• REQUIREMENT
Each entry in the listing must be set down again word for word.
--- GIVEN ENTRIES ---
//! The message entity relayed between nodes.

use crate::{MessageId, NodeId};
use serde::{Deserialize, Serialize};
use std::fmt;

/// Protocol role of a message.
///
/// `Data` is a payload on the wire. `Ack` doubles as the held marker while
/// a delay forwarder sits on a message between hops; the forwarder flips it
/// back to `Data` when the message moves on.
#[derive(Debug, Clone, Copy, PartialEq, Eq, Hash, Serialize, Deserialize)]
pub enum MessageKind {
    Data,
    Ack,
}

/// A relayed message.
///
/// Exactly one component owns a message at any instant: the event queue
/// while it is in flight, or a node's retransmission buffer while it is
/// retained. Sends are copy-on-send ([`Message::duplicate`]) so a retained
/// original stays valid across retransmissions.
#[derive(Debug, Clone, PartialEq, Eq)]
pub struct Message {
    pub id: MessageId,
    pub source: NodeId,
    pub destination: NodeId,
    pub kind: MessageKind,
    /// Forwarding transitions since origination. Observational only.
    pub hop_count: u32,
    /// Application payload byte. Zero means the field was never populated
    /// and the message is malformed.
    pub content: u8,
}

impl Message {
    /// Content byte carried by protocol data.
    pub const CONTENT_DATA: u8 = b'M';

    /// Create a fresh data message with zero hops.
    pub fn data(id: MessageId, source: NodeId, destination: NodeId) -> Self {
        Self {
            id,
            source,
            destination,
            kind: MessageKind::Data,
            hop_count: 0,
            content: Self::CONTENT_DATA,
        }
    }

    /// Copy-on-send: a new physical instance with its own id and the same
    /// routing and protocol fields.
    pub fn duplicate(&self, id: MessageId) -> Self {
        Self { id, ..self.clone() }
    }

    /// Record one forwarding hop.
    pub fn record_hop(&mut self) {
        self.hop_count += 1;
    }

    /// Whether this message terminates at the given node.
    pub fn is_addressed_to(&self, node: NodeId) -> bool {
        self.destination == node
    }
}

impl fmt::Display for Message {
    fn fmt(&self, f: &mut fmt::Formatter<'_>) -> fmt::Result {
        write!(f, "tic-{}-to-{}", self.source.0, self.destination.0)
    }
}

#[cfg(test)]
mod tests {
    use super::*;

    #[test]
    fn test_data_message_starts_with_zero_hops() {
        let msg = Message::data(MessageId(0), NodeId(1), NodeId(2));
        assert_eq!(msg.kind, MessageKind::Data);
        assert_eq!(msg.hop_count, 0);
        assert_eq!(msg.content, Message::CONTENT_DATA);
        assert!(msg.is_addressed_to(NodeId(2)));
        assert!(!msg.is_addressed_to(NodeId(1)));
    }

    #[test]
    fn test_record_hop_increments_by_one() {
        let mut msg = Message::data(MessageId(0), NodeId(0), NodeId(3));
        let before = msg.hop_count;
        msg.record_hop();
        assert_eq!(msg.hop_count, before + 1);
        msg.record_hop();
        assert_eq!(msg.hop_count, before + 2);
    }

    #[test]
    fn test_duplicate_keeps_fields_but_not_id() {
        let mut original = Message::data(MessageId(10), NodeId(0), NodeId(1));
        original.record_hop();

        let copy = original.duplicate(MessageId(11));
        assert_eq!(copy.id, MessageId(11));
        assert_eq!(copy.source, original.source);
        assert_eq!(copy.destination, original.destination);
        assert_eq!(copy.kind, original.kind);
        assert_eq!(copy.hop_count, original.hop_count);
        assert_eq!(copy.content, original.content);

        // The retained original is untouched.
        assert_eq!(original.id, MessageId(10));
    }

    #[test]
    fn test_display_uses_source_and_destination() {
        let msg = Message::data(MessageId(0), NodeId(0), NodeId(3));
        assert_eq!(msg.to_string(), "tic-0-to-3");
    }
}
---
• RESULT OF THE TASK
//! The message entity relayed between nodes.

use crate::{MessageId, NodeId};
use serde::{Deserialize, Serialize};
use std::fmt;

/// Protocol role of a message.
///
/// `Data` is a payload on the wire. `Ack` doubles as the held marker while
/// a delay forwarder sits on a message between hops; the forwarder flips it
/// back to `Data` when the message moves on.
#[derive(Debug, Clone, Copy, PartialEq, Eq, Hash, Serialize, Deserialize)]
pub enum MessageKind {
    Data,
    Ack,
}

/// A relayed message.
///
/// Exactly one component owns a message at any instant: the event queue
/// while it is in flight, or a node's retransmission buffer while it is
/// retained. Sends are copy-on-send ([`Message::duplicate`]) so a retained
/// original stays valid across retransmissions.
#[derive(Debug, Clone, PartialEq, Eq)]
pub struct Message {
    pub id: MessageId,
    pub source: NodeId,
    pub destination: NodeId,
    pub kind: MessageKind,
    /// Forwarding transitions since origination. Observational only.
    pub hop_count: u32,
    /// Application payload byte. Zero means the field was never populated
    /// and the message is malformed.
    pub content: u8,
}

impl Message {
    /// Content byte carried by protocol data.
    pub const CONTENT_DATA: u8 = b'M';

    /// Create a fresh data message with zero hops.
    pub fn data(id: MessageId, source: NodeId, destination: NodeId) -> Self {
        Self {
            id,
            source,
            destination,
            kind: MessageKind::Data,
            hop_count: 0,
            content: Self::CONTENT_DATA,
        }
    }

    /// Copy-on-send: a new physical instance with its own id and the same
    /// routing and protocol fields.
    pub fn duplicate(&self, id: MessageId) -> Self {
        Self { id, ..self.clone() }
    }

    /// Record one forwarding hop.
    pub fn record_hop(&mut self) {
        self.hop_count += 1;
    }

    /// Whether this message terminates at the given node.
    pub fn is_addressed_to(&self, node: NodeId) -> bool {
        self.destination == node
    }
}

impl fmt::Display for Message {
    fn fmt(&self, f: &mut fmt::Formatter<'_>) -> fmt::Result {
        write!(f, "tic-{}-to-{}", self.source.0, self.destination.0)
    }
}

#[cfg(test)]
mod tests {
    use super::*;

    #[test]
    fn test_data_message_starts_with_zero_hops() {
        let msg = Message::data(MessageId(0), NodeId(1), NodeId(2));
        assert_eq!(msg.kind, MessageKind::Data);
        assert_eq!(msg.hop_count, 0);
        assert_eq!(msg.content, Message::CONTENT_DATA);
        assert!(msg.is_addressed_to(NodeId(2)));
        assert!(!msg.is_addressed_to(NodeId(1)));
    }

    #[test]
    fn test_record_hop_increments_by_one() {
        let mut msg = Message::data(MessageId(0), NodeId(0), NodeId(3));
        let before = msg.hop_count;
        msg.record_hop();
        assert_eq!(msg.hop_count, before + 1);
        msg.record_hop();
        assert_eq!(msg.hop_count, before + 2);
    }

    #[test]
    fn test_duplicate_keeps_fields_but_not_id() {
        let mut original = Message::data(MessageId(10), NodeId(0), NodeId(1));
        original.record_hop();

        let copy = original.duplicate(MessageId(11));
        assert_eq!(copy.id, MessageId(11));
        assert_eq!(copy.source, original.source);
        assert_eq!(copy.destination, original.destination);
        assert_eq!(copy.kind, original.kind);
        assert_eq!(copy.hop_count, original.hop_count);
        assert_eq!(copy.content, original.content);

        // The retained original is untouched.
        assert_eq!(original.id, MessageId(10));
    }

    #[test]
    fn test_display_uses_source_and_destination() {
        let msg = Message::data(MessageId(0), NodeId(0), NodeId(3));
        assert_eq!(msg.to_string(), "tic-0-to-3");
    }
}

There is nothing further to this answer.